### EXERCISE
Reproduce word for word, from the entries below, the line with "pub async fn", the line with "helper roles (the", and every line between them, and nothing more.

Data entries
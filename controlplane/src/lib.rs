//! HTTP client for the remote control plane API
//!
//! Covers the slice of the API the execution pipeline needs: worker queue
//! lifecycle, queue worker listing, agent/team execution submission, and
//! the execution output stream.

pub mod client;
pub mod entities;
pub mod error;
pub mod stream;

pub use client::Client;
pub use error::{ControlPlaneError, ControlPlaneResult};
pub use stream::{StreamEvent, StreamEventType};
/// First SIGINT/SIGTERM cancels in-flight work; a second SIGINT forces exit
fn spawn_signal_watcher(cancel: CancellationToken, force: CancellationToken) -> JoinHandle<()> {
    tokio::spawn(async move {
        shutdown_signal().await;
        cancel.cancel();
        if tokio::signal::ctrl_c().await.is_ok() {
            force.cancel();
        }
    })
}

/// Resolve on SIGINT, and on SIGTERM where available
pub async fn shutdown_signal() {
    #[cfg(unix)]
    {
        use tokio::signal::unix::{signal, SignalKind};
        match signal(SignalKind::terminate()) {
            Ok(mut terminate) => {
                tokio::select! {
                    _ = tokio::signal::ctrl_c() => {}
                    _ = terminate.recv() => {}
                }
            }
            Err(_) => {
                let _ = tokio::signal::ctrl_c().await;
            }
        }
    }
    #[cfg(not(unix))]
    {
        let _ = tokio::signal::ctrl_c().await;
    }
}
//! Core shared types and identifiers

use serde::{Deserialize, Serialize};
use std::fmt;
use std::sync::OnceLock;

static CURRENT_COMPONENT: OnceLock<ComponentId> = OnceLock::new();

/// Identity of the running component, used to tag log output
///
/// The CLI process sets this once at startup; spawned helper roles (the
/// daemonized worker supervisor, the local proxy) set their own.
#[derive(Clone, Copy, Debug, PartialEq, Eq, Hash, Serialize, Deserialize)]
pub enum ComponentId {
    Cli,
    Worker,
    Proxy,
}

impl ComponentId {
    /// Initialize the process-wide component identity for the CLI
    pub fn init_cli() {
        let _ = CURRENT_COMPONENT.set(ComponentId::Cli);
    }

    /// Initialize the process-wide component identity for the worker supervisor
    pub fn init_worker() {
        let _ = CURRENT_COMPONENT.set(ComponentId::Worker);
    }

    /// Initialize the process-wide component identity for the proxy helper
    pub fn init_proxy() {
        let _ = CURRENT_COMPONENT.set(ComponentId::Proxy);
    }

    /// Current component identity; defaults to the CLI when never initialized
    pub fn current() -> ComponentId {
        *CURRENT_COMPONENT.get().unwrap_or(&ComponentId::Cli)
    }
}

impl fmt::Display for ComponentId {
    fn fmt(&self, f: &mut fmt::Formatter<'_>) -> fmt::Result {
        match self {
            ComponentId::Cli => write!(f, "cli"),
            ComponentId::Worker => write!(f, "worker"),
            ComponentId::Proxy => write!(f, "proxy"),
        }
    }
}

#[cfg(test)]
mod tests {
    use super::*;

    #[test]
    fn test_component_id_display() {
        assert_eq!(ComponentId::Cli.to_string(), "cli");
        assert_eq!(ComponentId::Worker.to_string(), "worker");
        assert_eq!(ComponentId::Proxy.to_string(), "proxy");
    }

    #[test]
    fn test_current_defaults_to_cli() {
        // No init in this test binary, so the fallback applies
        assert_eq!(ComponentId::current(), ComponentId::Cli);
    }
}
//! Control plane client error types

use thiserror::Error;

#[derive(Error, Debug)]
pub enum ControlPlaneError {
    #[error("invalid control plane base URL: {url}")]
    InvalidBaseUrl { url: String },

    #[error("control plane returned HTTP {status}: {message}")]
    Http { status: u16, message: String },

    #[error("request failed: {0}")]
    Request(#[from] reqwest::Error),

    #[error("failed to decode response: {message}")]
    Decode { message: String },

    #[error("execution stream error: {message}")]
    Stream { message: String },
}

pub type ControlPlaneResult<T> = Result<T, ControlPlaneError>;
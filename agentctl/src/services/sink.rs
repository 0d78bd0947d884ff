//! Console output sink

use std::io::Write;

use crate::traits::OutputSink;

/// Prints execution output straight to the terminal
#[derive(Debug, Default)]
pub struct ConsoleSink;

impl OutputSink for ConsoleSink {
    fn chunk(&self, text: &str) {
        print!("{text}");
        let _ = std::io::stdout().flush();
    }

    fn status(&self, status: &str) {
        println!(" [{status}]");
    }

    fn notice(&self, message: &str) {
        println!("{message}");
    }
}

### ANSWER BELOW
pub async fn shutdown_signal() {
    #[cfg(unix)]
    {
        use tokio::signal::unix::{signal, SignalKind};
        match signal(SignalKind::terminate()) {
            Ok(mut terminate) => {
                tokio::select! {
                    _ = tokio::signal::ctrl_c() => {}
                    _ = terminate.recv() => {}
                }
            }
            Err(_) => {
                let _ = tokio::signal::ctrl_c().await;
            }
        }
    }
    #[cfg(not(unix))]
    {
        let _ = tokio::signal::ctrl_c().await;
    }
}
//! Core shared types and identifiers

use serde::{Deserialize, Serialize};
use std::fmt;
use std::sync::OnceLock;

static CURRENT_COMPONENT: OnceLock<ComponentId> = OnceLock::new();

/// Identity of the running component, used to tag log output
///
/// The CLI process sets this once at startup; spawned helper roles (the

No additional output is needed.